落とし物?
拾い物士とは。
文字通り、落ちている物を拾っていく職業である。
拾う物は、何でもいい。
木の実だろうと、種子だろうと、動物の羽や毛だろうと、ゴミだろうと、とにかく拾っていればレベルが上がる。
現在のレベルは2だ。
なので、私は"落とし物"や"落ちてる物"を探してくる依頼と、あとは、月イチで出されるらしい皇都の清掃の依頼をギルドで受けてお金を稼ぐ事にしている。
職業補正なのか、ステータスの称号欄には、【強運の持ち主】という一文があり、私の幸運値の数字は物凄く高い。
それに、【攻撃無効】というものもあり、物理・魔法攻撃の両方が当たらないという素晴らしい効果があった。
そのおかげか、受けた依頼の品が見つからないなんて日はないし、魔物に遭遇しても、ちょっとした怪我をする事もあるけど、毎回なんとか逃げ切れる。
そんな私だが……現在、ちょっと困っている。
いつものようにギルドで依頼を受けて、近くの森に出かけたものの、なんだか気が向いて、少し離れた湖まで足を伸ばした。
うん、そこまではいい。
別に何も問題はなかった。
けれど…………。
今、私の目の前には、ボロボロな状態で倒れている、空色の体毛の動物がいる。
湖のほうに視線を向ければ、右側の湖岸に、エラのある蛇のような生物が、その頭を凭れさせていた。
これは…………推察するに、きっと、あれだ。
襲ってきた魔物をなんとか倒したものの、自身の怪我の状態も酷く、直後に気を失ってしまった…………と。
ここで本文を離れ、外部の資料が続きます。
//! Best score tracking
//!
//! One best value per cabinet, persisted to the local key-value store.

use serde::{Deserialize, Serialize};

use crate::error::PersistError;
use crate::persistence::{KeyValueStore, load_json, save_json};

/// Cabinets that keep a best score
#[derive(Debug, Clone, Copy, PartialEq, Eq)]
pub enum ArcadeGame {
    Snake,
    Flappy,
    Pong,
}

impl ArcadeGame {
    pub fn as_str(&self) -> &'static str {
        match self {
            ArcadeGame::Snake => "Snake",
            ArcadeGame::Flappy => "Flappy",
            ArcadeGame::Pong => "Pong",
        }
    }
}

/// Best score per cabinet
#[derive(Debug, Clone, Copy, Default, PartialEq, Eq, Serialize, Deserialize)]
#[serde(default)]
pub struct BestScores {
    /// Longest snake
    pub snake: u32,
    /// Most blocks passed
    pub flappy: u32,
    /// Longest rally
    pub pong: u32,
}

impl BestScores {
    /// Storage key
    const STORAGE_KEY: &'static str = "arcade_best_scores";

    pub fn new() -> Self {
        Self::default()
    }

    pub fn get(&self, game: ArcadeGame) -> u32 {
        match game {
            ArcadeGame::Snake => self.snake,
            ArcadeGame::Flappy => self.flappy,
            ArcadeGame::Pong => self.pong,
        }
    }

    /// Record a score. Returns true if it beat the previous best.
    pub fn record(&mut self, game: ArcadeGame, score: u32) -> bool {
        let slot = match game {
            ArcadeGame::Snake => &mut self.snake,
            ArcadeGame::Flappy => &mut self.flappy,
            ArcadeGame::Pong => &mut self.pong,
        };
        if score > *slot {
            *slot = score;
            true
        } else {
            false
        }
    }

    /// Load from the store, starting fresh on absence or corruption
    pub fn load(store: &dyn KeyValueStore) -> Self {
        match load_json::<BestScores>(store, Self::STORAGE_KEY) {
            Ok(Some(scores)) => {
                log::info!(
                    "Loaded best scores (snake {}, flappy {}, pong {})",
                    scores.snake,
                    scores.flappy,
                    scores.pong
                );
                scores
            }
            Ok(None) => {
                log::info!("No best scores found, starting fresh");
                Self::new()
            }
            Err(e) => {
                log::warn!("Ignoring stored best scores: {}", e);
                Self::new()
            }
        }
    }

    pub fn save(&self, store: &mut dyn KeyValueStore) -> Result<(), PersistError> {
        save_json(store, Self::STORAGE_KEY, self)
    }
}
異世界たるこの世界には、ずいぶん強い動物がいるようだ。
……けど、この子……気を失ってる、だけ、だよね?
相討ち状態になってて、触ったら冷たい……なんて事、ないよね?
「ね、ねぇ……君、大丈夫……?」
私はそう恐る恐る声をかけながら、そっと手を伸ばし、倒れ投げ出されているその子の手に触れ、軽く握ってみた。
その手はちゃんと熱を持っていて、温かい。
良かった……生きてる。
そう思って、私はホッと安堵の息を吐いた。
けれど次の瞬間、ピロロンッという音が脳内に響き、続いて私とその子の間に淡い光の板が現れる。
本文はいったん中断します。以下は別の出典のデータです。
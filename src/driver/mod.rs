//! Driver loop model
//!
//! A [`Runner`] stands for one mounted view. The host calls [`Runner::frame`]
//! from its per-frame callback; the runner decides whether the simulation may
//! step (visibility, focus, frame cap) and whether the wall-clock interval has
//! elapsed. Key presses only record intent, consumed by the next step.

pub mod timer;

pub use timer::{FrameLimiter, IntervalTimer};

use crate::sim::{SimPhase, StepOutcome};

/// A game that can be stepped by a [`Runner`]
pub trait Simulation {
    /// Intent accumulated between ticks
    type Input: Default;

    /// Record intent for a pressed key. Returns whether the key was used.
    fn apply_key(input: &mut Self::Input, key: &str) -> bool;

    /// Record the pointer position in surface units
    fn apply_pointer_move(_input: &mut Self::Input, _x: f32, _y: f32) -> bool {
        false
    }

    /// Record a pointer button release
    fn apply_pointer_up(_input: &mut Self::Input) -> bool {
        false
    }

    /// Advance one tick, consuming the accumulated intent
    fn step(&mut self, input: &Self::Input) -> StepOutcome;

    /// Period of the wall-clock driven event, if any
    fn interval_ms(&self) -> Option<f64> {
        None
    }

    /// Called when the wall-clock interval elapses while running
    fn on_interval(&mut self) {}
}

/// Owns one simulation and gates its stepping
pub struct Runner<S: Simulation> {
    sim: S,
    pending: S::Input,
    limiter: FrameLimiter,
    interval: Option<IntervalTimer>,
    visible: bool,
    focused: bool,
    phase: SimPhase,
    ticks: u64,
}

impl<S: Simulation> Runner<S> {
    /// New runner, visible but unfocused
    pub fn new(sim: S, target_fps: u32) -> Self {
        let interval = sim.interval_ms().map(IntervalTimer::new);
        Self {
            sim,
            pending: S::Input::default(),
            limiter: FrameLimiter::new(target_fps),
            interval,
            visible: true,
            focused: false,
            phase: SimPhase::Idle,
            ticks: 0,
        }
    }

    /// Builder for views without a focus concept
    pub fn with_focus(mut self, focused: bool) -> Self {
        self.set_focused(focused);
        self
    }

    /// Read-only access for rendering
    pub fn sim(&self) -> &S {
        &self.sim
    }

    pub fn phase(&self) -> SimPhase {
        self.phase
    }

    /// Number of steps taken so far
    pub fn ticks(&self) -> u64 {
        self.ticks
    }

    pub fn is_active(&self) -> bool {
        self.visible && self.focused
    }

    pub fn is_focused(&self) -> bool {
        self.focused
    }

    pub fn set_visible(&mut self, visible: bool) {
        if self.visible != visible {
            self.visible = visible;
            self.gate_changed();
        }
    }

    pub fn set_focused(&mut self, focused: bool) {
        if self.focused != focused {
            self.focused = focused;
            self.gate_changed();
        }
    }

    fn gate_changed(&mut self) {
        if self.is_active() {
            // Resume from now, no catch-up on time spent idle
            self.limiter.reset();
            if let Some(timer) = &mut self.interval {
                timer.reset();
            }
            self.phase = SimPhase::Running;
        } else {
            self.pending = S::Input::default();
            self.phase = SimPhase::Idle;
        }
    }

    /// Forward a key press. Ignored while idle.
    pub fn key_down(&mut self, key: &str) -> bool {
        if !self.is_active() {
            return false;
        }
        S::apply_key(&mut self.pending, key)
    }

    /// Forward a pointer move. Ignored while idle.
    pub fn pointer_move(&mut self, x: f32, y: f32) -> bool {
        self.is_active() && S::apply_pointer_move(&mut self.pending, x, y)
    }

    /// Forward a pointer release. Ignored while idle.
    pub fn pointer_up(&mut self) -> bool {
        self.is_active() && S::apply_pointer_up(&mut self.pending)
    }

    /// Per-frame entry point. Steps at most once and returns the outcome if it did.
    pub fn frame(&mut self, now_ms: f64) -> Option<StepOutcome> {
        if !self.is_active() {
            return None;
        }

        if let Some(timer) = &mut self.interval {
            if timer.poll(now_ms) {
                self.sim.on_interval();
            }
        }

        if !self.limiter.ready(now_ms) {
            return None;
        }

        let input = std::mem::take(&mut self.pending);
        let outcome = self.sim.step(&input);
        self.ticks += 1;
        self.phase = outcome.phase();
        Some(outcome)
    }
}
首を傾げながらもそれを見ると、そこに書かれていたのは驚きの内容だった。
「"???を拾った! レベルアップ! レベル3になった!" ……………………って。……え、ええええええええええっっ!? ひ、拾っちゃった!? この子拾っちゃったの私!? これ、拾っちゃった事になっちゃったの!? ていうか、この子、落とし物だったの!? 誰の!? 落とし主どこよ!?」
光の板の内容に一気にパニックを起こした私は、落とし主を探して辺りをキョロキョロと忙しなく見渡す。
けれど、当然、見える距離にいるはずはなく……。
「だ、誰もいない……。ど、どどどどどどうしようっ!? えっと、えっと、と、とりあえず……持って帰って落とし主探さなきゃだよね? そうだよね!?」
とりあえず、ギルドに依頼完了の報告をして、この子の落とし主……いや、正確には飼い主だろうけど……それの情報を集めなくちゃ。
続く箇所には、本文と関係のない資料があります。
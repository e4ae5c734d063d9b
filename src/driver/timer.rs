//! Frame-rate cap and wall-clock interval timers
//!
//! Both take the host's frame timestamp (milliseconds) and never try to catch
//! up on missed time: a long gap yields at most one step or one firing.

/// Display callbacks jitter around their nominal period by a fraction of a
/// millisecond; a frame this close to due counts as due.
const JITTER_MS: f64 = 1.0;

/// Caps stepping to a target rate on top of a faster display callback
#[derive(Debug, Clone)]
pub struct FrameLimiter {
    interval_ms: f64,
    last_ms: Option<f64>,
}

impl FrameLimiter {
    pub fn new(target_fps: u32) -> Self {
        Self {
            interval_ms: 1000.0 / f64::from(target_fps.max(1)),
            last_ms: None,
        }
    }

    pub fn interval_ms(&self) -> f64 {
        self.interval_ms
    }

    /// Whether a step is due at `now_ms`. Consumes the slot if so.
    pub fn ready(&mut self, now_ms: f64) -> bool {
        let Some(last) = self.last_ms else {
            self.last_ms = Some(now_ms);
            return true;
        };

        let elapsed = now_ms - last;
        if elapsed < 0.0 {
            // Clock stepped backwards; restart the cadence here
            self.last_ms = Some(now_ms);
            return true;
        }
        if elapsed < self.interval_ms - JITTER_MS {
            return false;
        }
        // Keep the cadence aligned, drop any backlog
        let lag = if elapsed >= self.interval_ms {
            elapsed % self.interval_ms
        } else {
            0.0
        };
        self.last_ms = Some(now_ms - lag);
        true
    }

    /// Forget the previous frame; the next call to `ready` steps immediately
    pub fn reset(&mut self) {
        self.last_ms = None;
    }
}

/// Fires once every `period_ms` of wall-clock time
#[derive(Debug, Clone)]
pub struct IntervalTimer {
    period_ms: f64,
    next_due_ms: Option<f64>,
}

impl IntervalTimer {
    pub fn new(period_ms: f64) -> Self {
        Self {
            period_ms,
            next_due_ms: None,
        }
    }

    /// Returns true when the period elapsed. The first poll only arms the timer.
    pub fn poll(&mut self, now_ms: f64) -> bool {
        match self.next_due_ms {
            None => {
                self.next_due_ms = Some(now_ms + self.period_ms);
                false
            }
            Some(due) if now_ms >= due => {
                self.next_due_ms = Some(now_ms + self.period_ms);
                true
            }
            // Clock stepped back before the arming time; start a fresh period
            Some(due) if now_ms < due - self.period_ms => {
                self.next_due_ms = Some(now_ms + self.period_ms);
                false
            }
            Some(_) => false,
        }
    }

    /// Disarm; the next poll starts a fresh period
    pub fn reset(&mut self) {
        self.next_due_ms = None;
    }
}

#[cfg(test)]
mod tests {
    use super::*;

    #[test]
    fn test_limiter_caps_rate() {
        let mut limiter = FrameLimiter::new(12);
        // One second of 60 Hz display frames
        let steps = (0..60)
            .filter(|i| limiter.ready(*i as f64 * 1000.0 / 60.0))
            .count();
        assert!((11..=13).contains(&steps), "got {steps} steps");
    }

    #[test]
    fn test_limiter_no_catch_up() {
        let mut limiter = FrameLimiter::new(12);
        assert!(limiter.ready(0.0));
        // Ten seconds later: one step, not a burst
        assert!(limiter.ready(10_000.0));
        assert!(!limiter.ready(10_001.0));
    }

    #[test]
    fn test_limiter_reset_steps_immediately() {
        let mut limiter = FrameLimiter::new(12);
        assert!(limiter.ready(0.0));
        assert!(!limiter.ready(10.0));
        limiter.reset();
        assert!(limiter.ready(20.0));
    }

    #[test]
    fn test_interval_fires_on_period() {
        let mut timer = IntervalTimer::new(3000.0);
        assert!(!timer.poll(0.0));
        assert!(!timer.poll(2999.0));
        assert!(timer.poll(3000.0));
        assert!(!timer.poll(3001.0));
        assert!(timer.poll(6000.0));
    }

    #[test]
    fn test_interval_fires_once_after_long_gap() {
        let mut timer = IntervalTimer::new(3000.0);
        timer.poll(0.0);
        assert!(timer.poll(60_000.0));
        assert!(!timer.poll(60_016.0));
    }

    #[test]
    fn test_limiter_tolerates_display_jitter() {
        let mut limiter = FrameLimiter::new(60);
        let mut now = 0.0;
        let mut steps = 0;
        for i in 0..60 {
            if limiter.ready(now) {
                steps += 1;
            }
            now += if i % 2 == 0 { 16.6 } else { 16.7 };
        }
        assert_eq!(steps, 60);
    }

    #[test]
    fn test_limiter_recovers_from_clock_step_back() {
        let mut limiter = FrameLimiter::new(12);
        assert!(limiter.ready(1_000_000.0));
        let stepped = (0..600)
            .filter(|i| limiter.ready(940_000.0 + f64::from(*i) * 1000.0 / 60.0))
            .count();
        assert!((110..=125).contains(&stepped), "got {stepped} steps");
    }

    #[test]
    fn test_interval_recovers_from_clock_step_back() {
        let mut timer = IntervalTimer::new(3000.0);
        timer.poll(1_000_000.0);
        let fired = (0..600)
            .filter(|i| timer.poll(940_000.0 + f64::from(*i) * 1000.0 / 60.0))
            .count();
        assert_eq!(fired, 3);
    }
}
できるだけ早くに落とし主が誰であるかをつきとめて、この子を返したい。
きっと、心配しているだろうから。
……願わくば、この子が使い捨ての戦力として飼われていて、壊れかけたからもういらないと置き去りにされたとかじゃありませんように。
そんな事を祈りながら、私は鞄に常備してある回復薬を空色の動物にゆっくりふりかけると、そうっと抱き上げて、皇都に戻るべく歩き出したのだった。